- DIRECTIONS FOR THIS TASK: Filter this listing down to the lines that contain the word "expect", and copy them.

- SUPPLIED INFORMATION:

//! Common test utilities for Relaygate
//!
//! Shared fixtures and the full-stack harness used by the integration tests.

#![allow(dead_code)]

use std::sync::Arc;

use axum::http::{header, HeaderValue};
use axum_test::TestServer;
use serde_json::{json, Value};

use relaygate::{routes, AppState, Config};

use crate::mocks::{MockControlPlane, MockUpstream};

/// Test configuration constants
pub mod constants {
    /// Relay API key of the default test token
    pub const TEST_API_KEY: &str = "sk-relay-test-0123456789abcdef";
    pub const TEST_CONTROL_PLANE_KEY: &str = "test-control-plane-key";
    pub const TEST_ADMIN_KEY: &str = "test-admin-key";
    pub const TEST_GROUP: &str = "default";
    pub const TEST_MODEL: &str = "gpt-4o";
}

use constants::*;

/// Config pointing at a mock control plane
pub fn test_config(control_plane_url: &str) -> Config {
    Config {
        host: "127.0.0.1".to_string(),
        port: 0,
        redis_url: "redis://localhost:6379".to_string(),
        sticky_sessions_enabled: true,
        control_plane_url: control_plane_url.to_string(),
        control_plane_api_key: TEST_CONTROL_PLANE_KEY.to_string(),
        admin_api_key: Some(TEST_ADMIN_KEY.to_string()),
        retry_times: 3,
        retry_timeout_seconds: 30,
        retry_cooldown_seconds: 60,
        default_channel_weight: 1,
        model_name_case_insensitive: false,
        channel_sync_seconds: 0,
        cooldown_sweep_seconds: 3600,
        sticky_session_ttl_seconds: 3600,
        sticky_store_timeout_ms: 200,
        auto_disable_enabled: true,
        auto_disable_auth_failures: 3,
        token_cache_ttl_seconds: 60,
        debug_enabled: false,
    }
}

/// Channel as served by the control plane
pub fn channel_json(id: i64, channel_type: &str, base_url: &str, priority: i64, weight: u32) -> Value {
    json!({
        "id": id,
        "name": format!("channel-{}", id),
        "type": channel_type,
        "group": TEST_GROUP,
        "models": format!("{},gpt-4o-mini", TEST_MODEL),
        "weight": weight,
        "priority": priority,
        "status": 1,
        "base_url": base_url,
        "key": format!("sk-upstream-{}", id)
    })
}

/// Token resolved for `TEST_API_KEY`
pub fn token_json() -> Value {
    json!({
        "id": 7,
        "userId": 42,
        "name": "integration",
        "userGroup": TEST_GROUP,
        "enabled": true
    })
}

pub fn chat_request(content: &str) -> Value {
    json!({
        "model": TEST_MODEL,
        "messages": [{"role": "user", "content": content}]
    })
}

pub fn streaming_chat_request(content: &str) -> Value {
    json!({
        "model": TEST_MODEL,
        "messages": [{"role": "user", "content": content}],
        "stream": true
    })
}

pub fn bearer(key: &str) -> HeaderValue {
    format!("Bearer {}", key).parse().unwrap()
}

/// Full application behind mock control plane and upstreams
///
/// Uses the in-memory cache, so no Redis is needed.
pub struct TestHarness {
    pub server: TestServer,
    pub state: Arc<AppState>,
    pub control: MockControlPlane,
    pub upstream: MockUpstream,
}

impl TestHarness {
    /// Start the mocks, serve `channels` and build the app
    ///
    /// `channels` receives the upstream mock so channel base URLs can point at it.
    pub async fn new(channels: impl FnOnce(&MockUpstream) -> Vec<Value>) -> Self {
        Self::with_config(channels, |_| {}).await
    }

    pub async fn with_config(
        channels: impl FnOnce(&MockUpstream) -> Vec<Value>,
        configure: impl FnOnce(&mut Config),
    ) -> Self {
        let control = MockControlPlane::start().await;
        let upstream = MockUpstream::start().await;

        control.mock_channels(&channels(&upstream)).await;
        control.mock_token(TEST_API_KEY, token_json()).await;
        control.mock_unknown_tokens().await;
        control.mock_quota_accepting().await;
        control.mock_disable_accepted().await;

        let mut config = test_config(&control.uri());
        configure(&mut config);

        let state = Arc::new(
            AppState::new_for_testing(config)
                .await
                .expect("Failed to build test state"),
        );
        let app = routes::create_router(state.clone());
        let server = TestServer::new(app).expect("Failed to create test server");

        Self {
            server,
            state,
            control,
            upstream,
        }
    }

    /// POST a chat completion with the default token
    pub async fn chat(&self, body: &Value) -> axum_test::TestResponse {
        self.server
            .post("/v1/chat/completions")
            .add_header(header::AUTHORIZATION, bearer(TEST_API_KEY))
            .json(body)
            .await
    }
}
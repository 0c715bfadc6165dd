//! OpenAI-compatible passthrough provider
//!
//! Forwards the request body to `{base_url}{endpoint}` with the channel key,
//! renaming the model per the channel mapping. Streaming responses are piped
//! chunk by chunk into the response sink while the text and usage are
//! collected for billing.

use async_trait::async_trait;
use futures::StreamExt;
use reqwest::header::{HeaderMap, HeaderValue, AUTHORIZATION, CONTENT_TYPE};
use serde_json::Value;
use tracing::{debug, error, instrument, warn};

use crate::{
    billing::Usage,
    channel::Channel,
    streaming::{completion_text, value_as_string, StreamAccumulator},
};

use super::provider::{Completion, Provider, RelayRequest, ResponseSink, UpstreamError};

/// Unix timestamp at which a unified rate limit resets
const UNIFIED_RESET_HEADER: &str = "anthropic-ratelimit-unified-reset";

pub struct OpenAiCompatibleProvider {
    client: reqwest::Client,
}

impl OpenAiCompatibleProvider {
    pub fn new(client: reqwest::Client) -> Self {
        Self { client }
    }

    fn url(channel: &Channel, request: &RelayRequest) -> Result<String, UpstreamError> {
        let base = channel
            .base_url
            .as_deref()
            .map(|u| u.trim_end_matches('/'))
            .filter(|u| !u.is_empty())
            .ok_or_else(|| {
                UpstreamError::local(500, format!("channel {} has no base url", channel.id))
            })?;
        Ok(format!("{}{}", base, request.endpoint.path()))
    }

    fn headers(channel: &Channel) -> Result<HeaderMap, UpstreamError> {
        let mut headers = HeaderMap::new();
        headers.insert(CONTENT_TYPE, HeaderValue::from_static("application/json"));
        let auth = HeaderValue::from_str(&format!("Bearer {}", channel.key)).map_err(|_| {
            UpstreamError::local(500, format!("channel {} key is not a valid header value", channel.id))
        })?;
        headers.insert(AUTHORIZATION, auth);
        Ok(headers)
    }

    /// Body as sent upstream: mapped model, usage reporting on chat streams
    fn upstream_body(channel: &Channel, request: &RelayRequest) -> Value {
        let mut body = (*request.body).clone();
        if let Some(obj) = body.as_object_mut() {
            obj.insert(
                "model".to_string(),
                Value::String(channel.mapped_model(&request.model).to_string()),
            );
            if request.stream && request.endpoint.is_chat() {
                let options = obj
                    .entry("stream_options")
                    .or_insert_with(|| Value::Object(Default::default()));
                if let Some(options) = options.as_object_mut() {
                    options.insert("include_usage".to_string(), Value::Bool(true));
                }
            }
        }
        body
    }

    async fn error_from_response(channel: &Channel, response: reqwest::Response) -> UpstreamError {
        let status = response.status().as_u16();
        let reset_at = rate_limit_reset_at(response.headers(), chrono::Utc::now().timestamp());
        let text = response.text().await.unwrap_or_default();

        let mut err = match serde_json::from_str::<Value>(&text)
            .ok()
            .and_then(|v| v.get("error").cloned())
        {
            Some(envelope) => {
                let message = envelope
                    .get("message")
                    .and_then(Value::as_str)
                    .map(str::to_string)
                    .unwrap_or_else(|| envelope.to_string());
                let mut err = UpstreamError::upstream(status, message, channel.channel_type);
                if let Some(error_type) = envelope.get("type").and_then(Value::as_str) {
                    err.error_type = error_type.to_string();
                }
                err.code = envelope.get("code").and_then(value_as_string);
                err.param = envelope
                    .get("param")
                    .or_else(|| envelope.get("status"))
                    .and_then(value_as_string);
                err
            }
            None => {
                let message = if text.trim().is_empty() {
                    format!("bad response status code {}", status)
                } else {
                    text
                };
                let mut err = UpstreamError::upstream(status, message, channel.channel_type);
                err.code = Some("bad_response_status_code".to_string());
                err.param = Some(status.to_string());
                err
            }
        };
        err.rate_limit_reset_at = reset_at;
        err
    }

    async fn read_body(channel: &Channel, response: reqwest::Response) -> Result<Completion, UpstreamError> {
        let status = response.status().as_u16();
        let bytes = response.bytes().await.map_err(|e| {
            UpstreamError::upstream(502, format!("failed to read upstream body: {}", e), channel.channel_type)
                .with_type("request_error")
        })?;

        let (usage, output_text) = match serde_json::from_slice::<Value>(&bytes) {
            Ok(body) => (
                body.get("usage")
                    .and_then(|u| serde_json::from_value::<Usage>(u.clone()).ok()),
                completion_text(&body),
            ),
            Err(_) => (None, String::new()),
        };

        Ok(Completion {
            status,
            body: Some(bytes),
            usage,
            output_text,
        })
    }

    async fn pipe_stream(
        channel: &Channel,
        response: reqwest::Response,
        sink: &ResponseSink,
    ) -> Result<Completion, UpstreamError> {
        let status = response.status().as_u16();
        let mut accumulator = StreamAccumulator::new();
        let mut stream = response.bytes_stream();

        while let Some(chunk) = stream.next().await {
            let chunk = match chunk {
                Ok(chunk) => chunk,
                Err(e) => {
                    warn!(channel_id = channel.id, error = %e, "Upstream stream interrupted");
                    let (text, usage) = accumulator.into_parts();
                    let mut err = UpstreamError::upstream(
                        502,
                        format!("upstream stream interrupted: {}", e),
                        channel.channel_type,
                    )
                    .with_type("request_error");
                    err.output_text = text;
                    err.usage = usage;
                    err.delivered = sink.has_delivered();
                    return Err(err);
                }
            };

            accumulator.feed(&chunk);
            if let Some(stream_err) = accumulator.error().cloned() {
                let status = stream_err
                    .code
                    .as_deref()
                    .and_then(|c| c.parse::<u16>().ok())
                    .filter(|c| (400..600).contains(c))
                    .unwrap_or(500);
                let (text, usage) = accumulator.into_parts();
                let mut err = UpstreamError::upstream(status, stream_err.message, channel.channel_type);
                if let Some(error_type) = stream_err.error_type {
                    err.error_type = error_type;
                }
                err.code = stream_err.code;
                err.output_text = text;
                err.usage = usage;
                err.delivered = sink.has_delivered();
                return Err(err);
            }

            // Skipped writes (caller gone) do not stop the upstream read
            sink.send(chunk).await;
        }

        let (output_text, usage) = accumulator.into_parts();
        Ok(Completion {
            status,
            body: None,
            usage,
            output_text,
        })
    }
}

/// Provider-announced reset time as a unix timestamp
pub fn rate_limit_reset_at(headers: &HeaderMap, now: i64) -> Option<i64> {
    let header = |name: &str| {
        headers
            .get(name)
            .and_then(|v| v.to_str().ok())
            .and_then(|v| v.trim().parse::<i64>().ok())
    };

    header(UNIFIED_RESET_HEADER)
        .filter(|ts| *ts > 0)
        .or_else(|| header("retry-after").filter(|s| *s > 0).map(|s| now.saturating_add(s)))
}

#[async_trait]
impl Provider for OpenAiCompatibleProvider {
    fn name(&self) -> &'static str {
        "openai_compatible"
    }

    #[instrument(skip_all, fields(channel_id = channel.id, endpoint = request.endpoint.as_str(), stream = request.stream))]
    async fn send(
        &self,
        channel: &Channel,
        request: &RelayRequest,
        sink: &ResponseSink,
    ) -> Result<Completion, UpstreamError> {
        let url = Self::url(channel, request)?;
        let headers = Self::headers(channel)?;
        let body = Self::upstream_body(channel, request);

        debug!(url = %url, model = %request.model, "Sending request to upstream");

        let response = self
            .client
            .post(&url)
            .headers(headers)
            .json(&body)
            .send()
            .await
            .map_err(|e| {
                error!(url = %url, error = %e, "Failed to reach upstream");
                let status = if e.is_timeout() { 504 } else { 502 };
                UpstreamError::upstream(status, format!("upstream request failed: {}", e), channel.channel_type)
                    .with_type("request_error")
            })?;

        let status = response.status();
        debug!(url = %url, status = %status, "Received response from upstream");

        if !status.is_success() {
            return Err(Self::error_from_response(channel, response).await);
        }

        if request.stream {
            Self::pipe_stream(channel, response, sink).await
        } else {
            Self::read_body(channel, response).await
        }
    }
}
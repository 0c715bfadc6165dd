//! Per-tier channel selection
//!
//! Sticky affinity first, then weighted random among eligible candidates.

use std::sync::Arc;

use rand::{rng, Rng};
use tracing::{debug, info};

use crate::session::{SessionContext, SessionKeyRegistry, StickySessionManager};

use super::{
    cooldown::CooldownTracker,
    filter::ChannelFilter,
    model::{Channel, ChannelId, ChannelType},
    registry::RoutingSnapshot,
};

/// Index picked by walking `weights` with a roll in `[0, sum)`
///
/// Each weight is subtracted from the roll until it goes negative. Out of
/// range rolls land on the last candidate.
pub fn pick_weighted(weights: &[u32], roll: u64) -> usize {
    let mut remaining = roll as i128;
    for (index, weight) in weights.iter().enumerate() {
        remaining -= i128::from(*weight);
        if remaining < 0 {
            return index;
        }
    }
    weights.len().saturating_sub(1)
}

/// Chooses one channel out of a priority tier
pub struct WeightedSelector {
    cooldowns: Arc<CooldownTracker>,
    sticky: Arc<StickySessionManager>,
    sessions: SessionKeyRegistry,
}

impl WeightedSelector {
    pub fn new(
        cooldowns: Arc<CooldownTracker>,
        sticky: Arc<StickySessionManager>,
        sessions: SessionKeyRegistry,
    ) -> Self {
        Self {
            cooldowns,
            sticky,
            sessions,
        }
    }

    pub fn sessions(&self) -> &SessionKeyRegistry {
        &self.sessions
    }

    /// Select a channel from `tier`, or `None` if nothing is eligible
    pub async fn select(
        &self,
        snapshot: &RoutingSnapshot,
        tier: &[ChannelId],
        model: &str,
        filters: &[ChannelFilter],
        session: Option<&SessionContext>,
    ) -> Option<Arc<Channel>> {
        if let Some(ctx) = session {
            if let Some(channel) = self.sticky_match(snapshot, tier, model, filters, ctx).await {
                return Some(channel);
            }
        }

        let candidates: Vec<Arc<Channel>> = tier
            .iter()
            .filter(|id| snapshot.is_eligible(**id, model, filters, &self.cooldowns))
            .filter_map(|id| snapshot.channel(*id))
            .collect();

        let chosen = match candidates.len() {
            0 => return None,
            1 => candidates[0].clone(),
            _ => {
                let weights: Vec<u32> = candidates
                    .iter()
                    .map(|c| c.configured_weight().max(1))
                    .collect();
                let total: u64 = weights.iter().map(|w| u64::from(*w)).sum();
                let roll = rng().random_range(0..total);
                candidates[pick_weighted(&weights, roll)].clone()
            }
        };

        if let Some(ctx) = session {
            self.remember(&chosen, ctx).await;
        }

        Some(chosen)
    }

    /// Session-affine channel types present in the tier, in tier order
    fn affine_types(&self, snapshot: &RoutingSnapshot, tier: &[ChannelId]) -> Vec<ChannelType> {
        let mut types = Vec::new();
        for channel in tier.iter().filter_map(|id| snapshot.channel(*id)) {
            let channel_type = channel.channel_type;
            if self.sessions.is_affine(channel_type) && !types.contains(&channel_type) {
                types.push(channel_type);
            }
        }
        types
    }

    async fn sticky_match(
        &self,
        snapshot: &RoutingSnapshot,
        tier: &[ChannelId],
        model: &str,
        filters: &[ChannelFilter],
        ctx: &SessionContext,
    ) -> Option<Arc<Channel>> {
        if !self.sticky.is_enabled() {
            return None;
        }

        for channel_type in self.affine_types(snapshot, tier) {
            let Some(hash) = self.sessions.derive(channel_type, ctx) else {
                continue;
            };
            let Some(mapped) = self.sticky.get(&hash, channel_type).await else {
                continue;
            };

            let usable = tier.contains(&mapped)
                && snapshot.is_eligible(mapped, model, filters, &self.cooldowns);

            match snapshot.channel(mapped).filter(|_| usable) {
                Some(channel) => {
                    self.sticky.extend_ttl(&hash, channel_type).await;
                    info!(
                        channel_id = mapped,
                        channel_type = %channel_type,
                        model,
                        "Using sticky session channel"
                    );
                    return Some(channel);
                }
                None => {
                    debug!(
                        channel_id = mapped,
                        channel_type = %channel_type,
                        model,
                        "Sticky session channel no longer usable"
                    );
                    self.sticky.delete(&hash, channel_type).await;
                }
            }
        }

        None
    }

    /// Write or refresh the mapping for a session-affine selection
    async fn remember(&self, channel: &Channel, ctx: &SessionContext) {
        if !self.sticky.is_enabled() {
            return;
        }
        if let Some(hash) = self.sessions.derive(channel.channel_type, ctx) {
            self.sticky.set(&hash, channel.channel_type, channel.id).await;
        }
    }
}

- SOLUTION FOR THIS TASK:
                .expect("Failed to build test state"),
        let server = TestServer::new(app).expect("Failed to create test server");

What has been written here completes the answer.